You are viewing a plain text version of this content. The canonical link for it is here.
Posted to user@spark.apache.org by Kevin Mellott <ke...@gmail.com> on 2016/01/21 01:34:51 UTC
Re: trouble implementing complex transformer in java that can be used
with Pipeline. Scala to Java porting problem
Hi Andy,
According to the API documentation for DataFrame
<http://spark.apache.org/docs/latest/api/scala/index.html#org.apache.spark.sql.DataFrame>,
you should have access to *sqlContext* as a property off of the DataFrame
instance. In your example, you could then do something like:
df.sqlContext.udf.register(...)
Thanks,
Kevin
On Wed, Jan 20, 2016 at 6:15 PM, Andy Davidson <
Andy@santacruzintegration.com> wrote:
> For clarity callUDF() is not defined on DataFrames. It is defined on org.apache.spark.sql.functions
> . Strange the class name starts with lower case. I have not figure out
> how to use function class.
>
>
> http://spark.apache.org/docs/latest/api/java/org/apache/spark/sql/functions.html
>
> Andy
>
> From: Andrew Davidson <An...@SantaCruzIntegration.com>
> Date: Wednesday, January 20, 2016 at 4:05 PM
> To: "user @spark" <us...@spark.apache.org>
> Subject: trouble implementing complex transformer in java that can be
> used with Pipeline.
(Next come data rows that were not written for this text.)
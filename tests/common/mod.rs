#![allow(dead_code)]

use lendsim::domain::error::LendsimError;
use lendsim::domain::session::Action;
use lendsim::domain::token::Direction;
use lendsim::ports::market_port::MarketPort;
use std::cell::RefCell;
use std::collections::HashMap;
use std::io::Write;
use std::process::ExitCode;

/// In-memory market port. Unset rates are unavailable, unset prices fall
/// through to the catalog. Every rate lookup is recorded.
pub struct MockMarketPort {
    pub rates: HashMap<(String, Direction), f64>,
    pub prices: HashMap<String, f64>,
    pub lookups: RefCell<Vec<(String, Direction)>>,
}

impl MockMarketPort {
    pub fn new() -> Self {
        Self {
            rates: HashMap::new(),
            prices: HashMap::new(),
            lookups: RefCell::new(Vec::new()),
        }
    }

    pub fn with_rate(mut self, symbol: &str, direction: Direction, rate: f64) -> Self {
        self.rates.insert((symbol.to_string(), direction), rate);
        self
    }

    pub fn with_price(mut self, symbol: &str, price: f64) -> Self {
        self.prices.insert(symbol.to_string(), price);
        self
    }

    pub fn lookup_count(&self) -> usize {
        self.lookups.borrow().len()
    }
}

impl MarketPort for MockMarketPort {
    fn rate(&self, symbol: &str, direction: Direction) -> Result<f64, LendsimError> {
        self.lookups
            .borrow_mut()
            .push((symbol.to_string(), direction));
        self.rates
            .get(&(symbol.to_string(), direction))
            .copied()
            .ok_or_else(|| LendsimError::RateUnavailable {
                symbol: symbol.to_string(),
                direction,
                reason: "not quoted".into(),
            })
    }

    fn unit_price(&self, symbol: &str) -> Option<f64> {
        self.prices.get(symbol).copied()
    }
}

pub fn supply(symbol: &str, amount: f64) -> Action {
    Action {
        direction: Direction::Supply,
        symbol: symbol.to_string(),
        amount,
    }
}

pub fn borrow(symbol: &str, amount: f64) -> Action {
    Action {
        direction: Direction::Borrow,
        symbol: symbol.to_string(),
        amount,
    }
}

pub fn write_temp_file(content: &str, suffix: &str) -> tempfile::NamedTempFile {
    let mut file = tempfile::Builder::new().suffix(suffix).tempfile().unwrap();
    file.write_all(content.as_bytes()).unwrap();
    file.flush().unwrap();
    file
}

pub const MARKET_INI: &str = r#"
[supply_rates]
dai = 4.5
usdc = 3.2
eth = --

[borrow_rates]
dai = 5.1
usdc = Error
eth = 3.9

[prices]
eth = 2000

[forecast]
direction = supply
days = 365
"#;

/// ExitCode has no PartialEq; compare the debug form.
pub fn assert_exit(code: ExitCode, expected: u8) {
    assert_eq!(format!("{code:?}"), format!("{:?}", ExitCode::from(expected)));
}
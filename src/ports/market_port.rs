//! Market data port: interest rates and unit prices per token.

use crate::domain::error::LendsimError;
use crate::domain::token::Direction;

pub trait MarketPort {
    /// Annual percentage rate for `symbol` in the given direction.
    fn rate(&self, symbol: &str, direction: Direction) -> Result<f64, LendsimError>;

    /// USD price of one unit of `symbol`.
    fn unit_price(&self, symbol: &str) -> Option<f64>;
}
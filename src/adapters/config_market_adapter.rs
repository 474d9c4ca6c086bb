//! Market data read from configuration.
//!
//! Rates live in `[supply_rates]` / `[borrow_rates]` and prices in
//! `[prices]`, keyed by lowercase token symbol. A missing key, the provider
//! sentinels `--` / `Error`, or a non-numeric value make the rate
//! unavailable; callers then fall back to catalog rates.

use crate::domain::error::LendsimError;
use crate::domain::interest::parse_rate;
use crate::domain::token::Direction;
use crate::ports::config_port::ConfigPort;
use crate::ports::market_port::MarketPort;

pub struct ConfigMarketAdapter<'a> {
    config: &'a dyn ConfigPort,
}

impl<'a> ConfigMarketAdapter<'a> {
    pub fn new(config: &'a dyn ConfigPort) -> Self {
        Self { config }
    }
}

impl MarketPort for ConfigMarketAdapter<'_> {
    fn rate(&self, symbol: &str, direction: Direction) -> Result<f64, LendsimError> {
        let section = direction.rate_section();
        let key = symbol.to_lowercase();
        let raw = self
            .config
            .get_string(section, &key)
            .ok_or_else(|| LendsimError::RateUnavailable {
                symbol: symbol.to_string(),
                direction,
                reason: format!("no [{}] {} entry", section, key),
            })?;
        parse_rate(&raw).ok_or_else(|| LendsimError::RateUnavailable {
            symbol: symbol.to_string(),
            direction,
            reason: format!("value is \"{}\"", raw),
        })
    }

    fn unit_price(&self, symbol: &str) -> Option<f64> {
        self.config
            .get_string("prices", &symbol.to_lowercase())
            .and_then(|raw| raw.trim().parse::<f64>().ok())
            .filter(|p| p.is_finite() && *p >= 0.0)
    }
}
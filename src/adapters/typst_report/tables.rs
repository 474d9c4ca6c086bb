//! Table formatting for reports.
//!
//! Provides functions to generate Typst markup for:
//! - Forecast summary (token, period, rate, final balance)
//! - Milestone growth table
//! - Portfolio summary and per-position tables

use chrono::{Duration, NaiveDate};

use crate::domain::interest::{Forecast, SeriesPoint};
use crate::domain::portfolio::{format_health_factor, Portfolio};
use crate::domain::position::Position;
use crate::domain::token::{find_token, Direction};

/// Number of rows in the growth table, excluding day 0.
const GROWTH_TABLE_STEPS: u32 = 10;

pub fn fmt_currency(value: f64) -> String {
    if value >= 0.0 {
        format!("${:.2}", value)
    } else {
        format!("-${:.2}", value.abs())
    }
}

/// Currency for Typst content, where a bare `$` would open math mode.
fn money(value: f64) -> String {
    fmt_currency(value).replace('$', "\\$")
}

pub fn render_forecast_summary(forecast: &Forecast) -> String {
    let name = find_token(&forecast.symbol)
        .map(|t| t.name)
        .unwrap_or("Unknown token");
    let (rate_label, interest_label) = match forecast.direction {
        Direction::Supply => ("Supply APY", "Interest Earned"),
        Direction::Borrow => ("Borrow APR", "Interest Owed"),
    };

    let mut output = String::new();
    output.push_str("#table(\n  columns: 2,\n  [*Property*], [*Value*],\n");
    output.push_str(&format!(
        "  [Token], [{} ({})],\n",
        forecast.symbol, name
    ));
    output.push_str(&format!("  [Direction], [{}],\n", forecast.direction));
    output.push_str(&format!(
        "  [Initial Amount], [{:.2} {}],\n",
        forecast.principal, forecast.symbol
    ));
    output.push_str(&format!("  [Time Period], [{} days],\n", forecast.days));
    output.push_str(&format!(
        "  [{}], [{:.3}% ({})],\n",
        rate_label, forecast.rate.percent, forecast.rate.source
    ));
    output.push_str(&format!(
        "  [Final Balance], [{:.2} {}],\n",
        forecast.final_balance, forecast.symbol
    ));
    output.push_str(&format!(
        "  [{}], [{:.2} {}],\n",
        interest_label,
        forecast.interest(),
        forecast.symbol
    ));
    output.push_str(")\n");
    output
}

/// Milestone rows of the series: day 0, evenly spaced days, and the last day.
pub fn growth_milestones(series: &[SeriesPoint]) -> Vec<&SeriesPoint> {
    let Some(last) = series.last() else {
        return Vec::new();
    };
    let step = last.day.div_ceil(GROWTH_TABLE_STEPS).max(1);
    let mut rows: Vec<&SeriesPoint> = series.iter().filter(|p| p.day % step == 0).collect();
    if rows.last().map(|p| p.day) != Some(last.day) {
        rows.push(last);
    }
    rows
}

pub fn render_growth_table(series: &[SeriesPoint], start_date: Option<NaiveDate>) -> String {
    let rows = growth_milestones(series);
    if rows.is_empty() {
        return "_No growth data._\n".to_string();
    }

    let mut output = String::new();
    match start_date {
        Some(_) => output.push_str("#table(\n  columns: 3,\n  [*Day*], [*Date*], [*Balance*],\n"),
        None => output.push_str("#table(\n  columns: 2,\n  [*Day*], [*Balance*],\n"),
    }
    for point in rows {
        match start_date {
            Some(start) => {
                // Dates past chrono's range render as "-".
                let date = start
                    .checked_add_signed(Duration::days(i64::from(point.day)))
                    .map_or_else(|| "-".to_string(), |d| d.to_string());
                output.push_str(&format!(
                    "  [{}], [{}], [{:.2}],\n",
                    point.label, date, point.balance
                ));
            }
            None => {
                output.push_str(&format!("  [{}], [{:.2}],\n", point.label, point.balance));
            }
        }
    }
    output.push_str(")\n");
    output
}

pub fn render_portfolio_summary(portfolio: &Portfolio, projection_days: u32) -> String {
    let mut output = String::new();
    output.push_str("#table(\n  columns: 2,\n  [*Metric*], [*Value*],\n");
    output.push_str(&format!(
        "  [Total Supplied], [{}],\n",
        money(portfolio.total_supplied())
    ));
    output.push_str(&format!(
        "  [Total Borrowed], [{}],\n",
        money(portfolio.total_borrowed())
    ));
    output.push_str(&format!(
        "  [Net Worth], [{}],\n",
        money(portfolio.net_worth())
    ));
    output.push_str(&format!(
        "  [Health Factor], [{} ({})],\n",
        format_health_factor(portfolio.health_factor()),
        portfolio.health_status()
    ));
    output.push_str(&format!(
        "  [Projected Earnings ({} days)], [{}],\n",
        projection_days,
        money(portfolio.projected_earnings(projection_days))
    ));
    output.push_str(&format!(
        "  [Projected Interest Owed ({} days)], [{}],\n",
        projection_days,
        money(portfolio.projected_interest_owed(projection_days))
    ));
    output.push_str(")\n");
    output
}

pub fn render_positions_table<'a, I>(positions: I, direction: Direction) -> String
where
    I: IntoIterator<Item = &'a Position>,
{
    let (rate_header, accrued_header, empty) = match direction {
        Direction::Supply => ("APY", "Earned", "_No supplied assets._\n"),
        Direction::Borrow => ("APR", "Interest Paid", "_No borrowed assets._\n"),
    };

    let mut body = String::new();
    for pos in positions {
        body.push_str(&format!(
            "  [{}], [{}], [{}], [{:.2}%], [{}], [{}],\n",
            pos.symbol,
            fmt_amount(pos),
            money(pos.value),
            pos.rate,
            money(pos.yearly_interest()),
            money(pos.accrued)
        ));
    }
    if body.is_empty() {
        return empty.to_string();
    }

    let mut output = String::from("#table(\n  columns: 6,\n");
    output.push_str(&format!(
        "  [*Asset*], [*Amount*], [*Value*], [*{}*], [*Yearly*], [*{}*],\n",
        rate_header, accrued_header
    ));
    output.push_str(&body);
    output.push_str(")\n");
    output
}

pub fn render_allocation_table(portfolio: &Portfolio) -> String {
    let slices = portfolio.allocation();
    if slices.is_empty() {
        return "_No supplied assets._\n".to_string();
    }
    let mut output = String::from("#table(\n  columns: 3,\n  [*Asset*], [*Value*], [*Share*],\n");
    for slice in slices {
        output.push_str(&format!(
            "  [{}], [{}], [{:.1}%],\n",
            slice.symbol,
            money(slice.value),
            slice.share * 100.0
        ));
    }
    output.push_str(")\n");
    output
}

// ETH to two decimals, stablecoins as entered.
fn fmt_amount(pos: &Position) -> String {
    if pos.symbol == "ETH" {
        format!("{:.2} {}", pos.amount, pos.symbol)
    } else {
        format!("{} {}", pos.amount, pos.symbol)
    }
}

#[cfg(test)]
mod tests {
    use super::*;
    use crate::domain::interest::build_series;
    use crate::domain::rates::{RateQuote, RateSource};

    fn sample_forecast(direction: Direction) -> Forecast {
        Forecast::compute(
            "DAI",
            direction,
            1000.0,
            365,
            RateQuote {
                percent: 4.5,
                source: RateSource::Configured,
            },
        )
    }

    #[test]
    fn fmt_currency_signs() {
        assert_eq!(fmt_currency(1234.5), "$1234.50");
        assert_eq!(fmt_currency(-20.0), "-$20.00");
        assert_eq!(money(-20.0), "-\\$20.00");
    }

    #[test]
    fn forecast_summary_supply() {
        let output = render_forecast_summary(&sample_forecast(Direction::Supply));
        assert!(output.contains("[Token], [DAI (Dai Stablecoin)]"));
        assert!(output.contains("[Supply APY], [4.500% (configured)]"));
        assert!(output.contains("[Final Balance], [1046.02 DAI]"));
        assert!(output.contains("[Interest Earned]"));
    }

    #[test]
    fn forecast_summary_borrow_labels() {
        let output = render_forecast_summary(&sample_forecast(Direction::Borrow));
        assert!(output.contains("[Borrow APR]"));
        assert!(output.contains("[Interest Owed]"));
    }

    #[test]
    fn milestones_include_first_and_last() {
        let series = build_series(1000.0, Some(4.5), 365);
        let rows = growth_milestones(&series);
        assert_eq!(rows.first().unwrap().day, 0);
        assert_eq!(rows.last().unwrap().day, 365);
        assert!(rows.len() <= GROWTH_TABLE_STEPS as usize + 2);
    }

    #[test]
    fn milestones_short_series_every_day() {
        let series = build_series(1000.0, Some(4.5), 5);
        assert_eq!(growth_milestones(&series).len(), 6);
    }

    #[test]
    fn growth_table_with_dates() {
        let series = build_series(100.0, None, 2);
        let start = NaiveDate::from_ymd_opt(2024, 12, 31).unwrap();
        let output = render_growth_table(&series, Some(start));
        assert!(output.contains("columns: 3"));
        assert!(output.contains("[Day 1], [2025-01-01], [100.00]"));
    }

    #[test]
    fn growth_table_dates_past_calendar_range() {
        let series = build_series(100.0, Some(4.5), 10);
        let start: NaiveDate = "+262142-12-31".parse().unwrap();
        let output = render_growth_table(&series, Some(start));
        assert!(output.contains("[Day 0], [+262142-12-31], [100.00]"));
        assert!(output.contains("[Day 10], [-], ["));
    }

    #[test]
    fn growth_table_empty() {
        assert_eq!(render_growth_table(&[], None), "_No growth data._\n");
    }

    #[test]
    fn portfolio_summary_shows_infinity() {
        let portfolio = Portfolio::new().record_supply(Position::new("DAI", 150.0, 1.0, 2.5));
        let output = render_portfolio_summary(&portfolio, 30);
        assert!(output.contains("[Total Supplied], [\\$150.00]"));
        assert!(output.contains("[Health Factor], [∞ (healthy)]"));
        assert!(output.contains("[Projected Earnings (30 days)]"));
    }

    #[test]
    fn positions_table_rows() {
        let portfolio = Portfolio::new()
            .record_borrow(Position::new("ETH", 0.5, 2100.0, 3.85))
            .record_borrow(Position::new("USDC", 200.0, 1.0, 4.15));
        let output = render_positions_table(portfolio.borrowed(), Direction::Borrow);
        assert!(output.contains("[*APR*]"));
        assert!(output.contains("[ETH], [0.50 ETH], [\\$1050.00], [3.85%]"));
        assert!(output.contains("[USDC], [200 USDC], [\\$200.00], [4.15%]"));
    }

    #[test]
    fn positions_table_empty() {
        let portfolio = Portfolio::new();
        assert_eq!(
            render_positions_table(portfolio.supplied(), Direction::Supply),
            "_No supplied assets._\n"
        );
    }

    #[test]
    fn allocation_table_shares() {
        let portfolio = Portfolio::new()
            .record_supply(Position::new("DAI", 100.0, 1.0, 2.5))
            .record_supply(Position::new("USDC", 300.0, 1.0, 2.5));
        let output = render_allocation_table(&portfolio);
        assert!(output.contains("[DAI], [\\$100.00], [25.0%]"));
        assert!(output.contains("[USDC], [\\$300.00], [75.0%]"));
    }
}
Scala to Java porting problem
>
> I am using 1.6.0. I am having trouble implementing a custom transformer
> derived from org.apache.spark.ml.Transformer in Java that I can use in
> a PipeLine.
>
> So far the only way I figure out how to implement any kind of complex
> functionality and have it applied to a DataFrame is to implement a UDF. For
> example
>
>
> class StemmerUDF implements UDF1<String, List<String>>, Serializable {
>
> private static final long serialVersionUID = 1L;
>
>
> @Override
>
> public List<String> call(String text) throws Exception {
>
> List<String> ret = stemText(text); //call org.apache.lucene
>
> return ret;
>
> }
>
> }
>
>
> Before I can use the UDF it needs to be registered. This requires the
> sqlContext. *The problem is sqlContext is not available during
> pipeline.load()*
>
> void registerUDF(SQLContext sqlContext) {
>
> if (udf == null) {
>
> udf = new StemmerUDF();
>
> DataType returnType = DataTypes.createArrayType(DataTypes.
> StringType);
>
> sqlContext.udf().register(udfName, udf, returnType);
>
> }
>
> }
>
>
> Our transformer needs to implement transform(). For it to be able to use
> the registered UDF we need the sqlContext. *The problem is the sqlContext
> is not part of the signature of transform.* My current hack is to pass
> the sqlContext to the constructor and not to use pipelines
>
> @Override
>
> public DataFrame transform(DataFrame df) {
>
> String fmt = "%s(%s) as %s";
>
> String stmt = String.format(fmt, udfName, inputCol, outputCol);
>
> logger.info("\nstmt: {}", stmt);
>
> DataFrame ret = df.selectExpr("*", stmt);
>
> return ret;
>
> }
>
>
> Is they a way to do something like df.callUDF(myUDF);
>
>
> *The following Scala code looks like it is close to what I need. I not
> been able to figure out how do something like this in Java 8. callUDF does
> not seem to be avaliable.*
>
>
>
> spark/spark-1.6.0/mllib/src/main/scala/org/apache/spark/ml/Transformer.scala
>
> @DeveloperApi
>
> abstract class UnaryTransformer[IN, OUT, T <: UnaryTransformer[IN, OUT,
> T]]
>
> extends Transformer with HasInputCol with HasOutputCol with Logging {
>
> . . .
>
>
> override def transform(dataset: DataFrame): DataFrame = {
>
> transformSchema(dataset.schema, logging = true)
>
> dataset.withColumn($(outputCol),
>
> callUDF(this.createTransformFunc, outputDataType, dataset($(inputCol
> ))))
>
> }
>
>
>
> spark/spark-1.6.0/mllib/src/main/scala/org/apache/spark/ml/feature/Tokenizer.scala
>
>
> class Tokenizer(override val uid: String)
>
> extends UnaryTransformer[String, Seq[String], Tokenizer] with
> DefaultParamsWritable {
>
>
> . . .
>
> override protected def createTransformFunc: String => Seq[String] = {
>
> _.toLowerCase.split("\\s")
>
> }
>
> . . .
>
> }
>
>
> Kind regards
>
>
> Andy
>
>
>
Re: trouble implementing complex transformer in java that can be used
with Pipeline. Scala to Java porting problem
Posted by Andy Davidson <An...@SantaCruzIntegration.com>.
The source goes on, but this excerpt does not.